38 Replies to “ST Express Fares Up Tuesday”

  1. Why does the Inter-county Youth Fare go down so dramatically in 2011? I’d think a 25 cent bump would be more likely….

    1. At the high rate, it probably discourages use more than it earns money for Sound Transit.

    1. Why don’t you lobby for one? Instead of complaining, start figuring out what the ridership is off-peak in that corridor, and trying to find out what it would cost to implement the service and what it might do for Sounder ridership.

    2. Since Metro’s 150 runs that route every 15 minutes, ST probably sees no point in duplicating it. It does take its good sweet time stopping every block through Southcenter.

  2. Why are 2-zone senior fares decreasing from $1.25 to $0.75 in 2011 with the transition to 2 fare zones?
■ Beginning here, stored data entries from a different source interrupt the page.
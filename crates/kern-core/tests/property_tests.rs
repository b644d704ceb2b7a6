//! Property-based tests for the core tensor types.
//!
//! These validate constructor invariants and typed-access guarantees over
//! generated shapes and data rather than hand-picked fixtures.

use proptest::prelude::*;

use kern_core::{CoreError, DataType, Device, SparseTensor, Tensor, TensorData};

fn shape_strategy() -> impl Strategy<Value = Vec<usize>> {
    prop::collection::vec(1usize..8, 1..3)
}

fn tensor_strategy() -> impl Strategy<Value = (Vec<usize>, Vec<f32>)> {
    shape_strategy().prop_flat_map(|shape| {
        let size: usize = shape.iter().product();
        prop::collection::vec(-100.0f32..100.0, size..=size)
            .prop_map(move |data| (shape.clone(), data))
    })
}

proptest! {
    #[test]
    fn test_from_slice_round_trip((shape, data) in tensor_strategy()) {
        let t = Tensor::from_slice(&data, shape.clone()).unwrap();
        prop_assert_eq!(t.shape(), shape.as_slice());
        prop_assert_eq!(t.numel(), data.len());
        prop_assert_eq!(t.size_in_bytes(), data.len() * 4);
        prop_assert_eq!(t.to_vec::<f32>().unwrap(), data);
    }

    #[test]
    fn test_storage_size_always_validated(
        (shape, data) in tensor_strategy(),
        extra in 1usize..16,
    ) {
        // Any byte length other than numel * width is rejected.
        let mut bytes = Vec::with_capacity(data.len() * 4 + extra);
        for v in &data {
            bytes.extend_from_slice(&v.to_le_bytes());
        }
        bytes.extend(std::iter::repeat(0u8).take(extra));

        let result = Tensor::from_bytes(DataType::F32, shape, Device::CPU, bytes);
        prop_assert!(
            matches!(result, Err(CoreError::StorageSize { .. })),
            "expected StorageSize error, got {:?}",
            result
        );
    }

    #[test]
    fn test_typed_access_requires_matching_dtype((shape, data) in tensor_strategy()) {
        let t = Tensor::from_slice(&data, shape).unwrap();
        prop_assert!(t.to_vec::<i32>().is_err());
        prop_assert!(t.to_vec::<f64>().is_err());
        prop_assert!(t.to_vec::<f32>().is_ok());
    }

    #[test]
    fn test_coo_index_length_invariant(
        values in prop::collection::vec(-100.0f32..100.0, 1..16),
        shorten in 1usize..4,
    ) {
        let nnz = values.len();
        let mut bytes = Vec::with_capacity(nnz * 4);
        for v in &values {
            bytes.extend_from_slice(&v.to_le_bytes());
        }
        let data = TensorData::Bytes(bytes);

        let ok = SparseTensor::new_coo(
            DataType::F32,
            vec![nnz, nnz],
            Device::CPU,
            data.clone(),
            (0..nnz as i64).collect(),
            true,
        );
        prop_assert!(ok.is_ok());

        // One index per value is required; shorter index storage is rejected.
        let missing = nnz.saturating_sub(shorten.min(nnz));
        let bad = SparseTensor::new_coo(
            DataType::F32,
            vec![nnz, nnz],
            Device::CPU,
            data,
            (0..missing as i64).collect(),
            true,
        );
        prop_assert!(bad.is_err());
    }
}
//! Process-wide stream-command registry.
//!
//! Maps (producer domain, consumer domain) pairs to the backend handler that
//! implements stream creation and notification for that pair. Backends
//! register once during provider initialization; the scheduler looks handlers
//! up by pair and never names a concrete backend.

use std::sync::{Arc, RwLock};

use anyhow::{anyhow, Result};
use dashmap::DashMap;
use kern_core::DeviceKind;
use tracing::{info, warn};

use super::StreamCommandHandler;

/// Lifecycle state of the registry.
#[derive(Debug, Clone, Copy, PartialEq, Eq)]
pub enum RegistryState {
    /// Created but not yet accepting registrations.
    Uninitialized,
    /// Accepting registrations and lookups.
    Active,
    /// Shut down; all further use is an error.
    TornDown,
}

/// Registry of stream-command handlers keyed by domain pair.
pub struct StreamCommandRegistry {
    state: RwLock<RegistryState>,
    handlers: DashMap<(DeviceKind, DeviceKind), Arc<dyn StreamCommandHandler>>,
}

impl Default for StreamCommandRegistry {
    fn default() -> Self {
        Self::new()
    }
}

impl StreamCommandRegistry {
    /// Create an uninitialized registry.
    pub fn new() -> Self {
        Self {
            state: RwLock::new(RegistryState::Uninitialized),
            handlers: DashMap::new(),
        }
    }

    /// Current lifecycle state.
    pub fn state(&self) -> RegistryState {
        *self.state.read().unwrap()
    }

    /// Transition to the active state. Fails if already active or torn down.
    pub fn initialize(&self) -> Result<()> {
        let mut state = self.state.write().unwrap();
        match *state {
            RegistryState::Uninitialized => {
                *state = RegistryState::Active;
                info!("Stream-command registry active");
                Ok(())
            }
            other => Err(anyhow!(
                "cannot initialize stream registry from state {:?}",
                other
            )),
        }
    }

    /// Register the handler for a (producer, consumer) domain pair.
    ///
    /// Double registration of a pair is an error: it would silently change
    /// which backend services already-created streams.
    pub fn register_handler(
        &self,
        producer: DeviceKind,
        consumer: DeviceKind,
        handler: Arc<dyn StreamCommandHandler>,
    ) -> Result<()> {
        self.ensure_active()?;
        if self.handlers.contains_key(&(producer, consumer)) {
            return Err(anyhow!(
                "stream handler for {:?} -> {:?} is already registered",
                producer,
                consumer
            ));
        }
        self.handlers.insert((producer, consumer), handler);
        info!(
            "Registered stream handler for {:?} -> {:?}",
            producer, consumer
        );
        Ok(())
    }

    /// Look up the handler for a domain pair.
    pub fn handler(
        &self,
        producer: DeviceKind,
        consumer: DeviceKind,
    ) -> Option<Arc<dyn StreamCommandHandler>> {
        if self.state() != RegistryState::Active {
            warn!("Stream handler lookup on inactive registry");
            return None;
        }
        self.handlers.get(&(producer, consumer)).map(|h| h.clone())
    }

    /// Tear the registry down, dropping all handlers. Streams and
    /// notifications created earlier remain valid until released; new
    /// lookups and registrations fail.
    pub fn shutdown(&self) -> Result<()> {
        let mut state = self.state.write().unwrap();
        if *state == RegistryState::TornDown {
            return Err(anyhow!("stream registry is already torn down"));
        }
        *state = RegistryState::TornDown;
        self.handlers.clear();
        info!("Stream-command registry torn down");
        Ok(())
    }

    fn ensure_active(&self) -> Result<()> {
        match self.state() {
            RegistryState::Active => Ok(()),
            RegistryState::Uninitialized => {
                Err(anyhow!("stream registry has not been initialized"))
            }
            RegistryState::TornDown => Err(anyhow!("stream registry has been torn down")),
        }
    }
}

#[cfg(test)]
mod tests {
    use super::*;
    use crate::stream::cpu::CpuStreamHandler;

    #[test]
    fn test_lifecycle_transitions() -> Result<()> {
        let registry = StreamCommandRegistry::new();
        assert_eq!(registry.state(), RegistryState::Uninitialized);

        // Registration before initialize is rejected.
        let early = registry.register_handler(
            DeviceKind::Cpu,
            DeviceKind::Cpu,
            Arc::new(CpuStreamHandler::new()),
        );
        assert!(early.is_err());

        registry.initialize()?;
        assert_eq!(registry.state(), RegistryState::Active);
        assert!(registry.initialize().is_err());

        registry.register_handler(
            DeviceKind::Cpu,
            DeviceKind::Cpu,
            Arc::new(CpuStreamHandler::new()),
        )?;
        assert!(registry.handler(DeviceKind::Cpu, DeviceKind::Cpu).is_some());

        registry.shutdown()?;
        assert_eq!(registry.state(), RegistryState::TornDown);
        assert!(registry.handler(DeviceKind::Cpu, DeviceKind::Cpu).is_none());
        assert!(registry.shutdown().is_err());
        Ok(())
    }

    #[test]
    fn test_double_registration_rejected() -> Result<()> {
        let registry = StreamCommandRegistry::new();
        registry.initialize()?;
        registry.register_handler(
            DeviceKind::Cpu,
            DeviceKind::Cpu,
            Arc::new(CpuStreamHandler::new()),
        )?;
        let dup = registry.register_handler(
            DeviceKind::Cpu,
            DeviceKind::Cpu,
            Arc::new(CpuStreamHandler::new()),
        );
        assert!(dup.is_err());
        Ok(())
    }
}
    Why not standardize discounted youth/senior fares at 50% of the adult fare?

    1. I bet most ST senior trips are one zone. That change probably puts them in line with Metro, too.

      1. That’s a bad bet. Anyone from the eastside going in to sporting events at the UW or SoDo or cultural events at the Center is paying two zone. If an event is on the eastside we’re not riding the bus. Not driving and not parking in Seattle is the big incentive to use transit. The eastside (i.e. one zone) is car friendly.

      2. Yeah, you’re right, they are two zone. But Kaleci’s got it right – to have a single fare.

  3. This is great, I love it! Once the entire region has fair standardization, it’s going to help the rider’s experience and make it more seamless. I hope route coordination will be next and possibly buses with the same livery? Okay, at least coordinate routes and schedules! :-)

      1. Would be great if all the agencies get together and coordinate their routes and schedules to avoid duplication. In addition, painting all the buses in the same paint scheme. Between standard rate fares, coordinated schedules and same bus paint would lend itself to a more pleasant riding experience. It would make it more understandable and seamless for all our area bus riders.

      2. I have noticed a lot of people talking about unified fares, unified paint schemes etc. and it certainly seems logical to the layman but almost everyone stops short of saying unified agencies/governing bodies. In fact the moment you drop the governance reform/merging agencies a lot people say no way. If it seems logical to have unified fares, unified paint schemes etc. it would seem logical to just have one agency in general and to have one governing body.

      3. The crazy thing is, we have one ‘unified’ regional transit agency… WSDOT. These local transit agencies were created as a result of WSDOT not providing the kind of service people wanted. Sure it’d be great to have everything standardised. But once we start talking about combining agencies, people get worried about their local service losing priority. Routes that seem important to Pierce Transit might seem like peanuts to Sound Transit and dropped instantly.

        Not only that, but ST draws revenue for construction while most of Metro’s revenue goes to operations. In a way, it’s nice to have money set aside for infrastructure while other funds go to service. That way we don’t need to worry about Link expansion being put on the back burner in order to fill service gaps (see RapidRide).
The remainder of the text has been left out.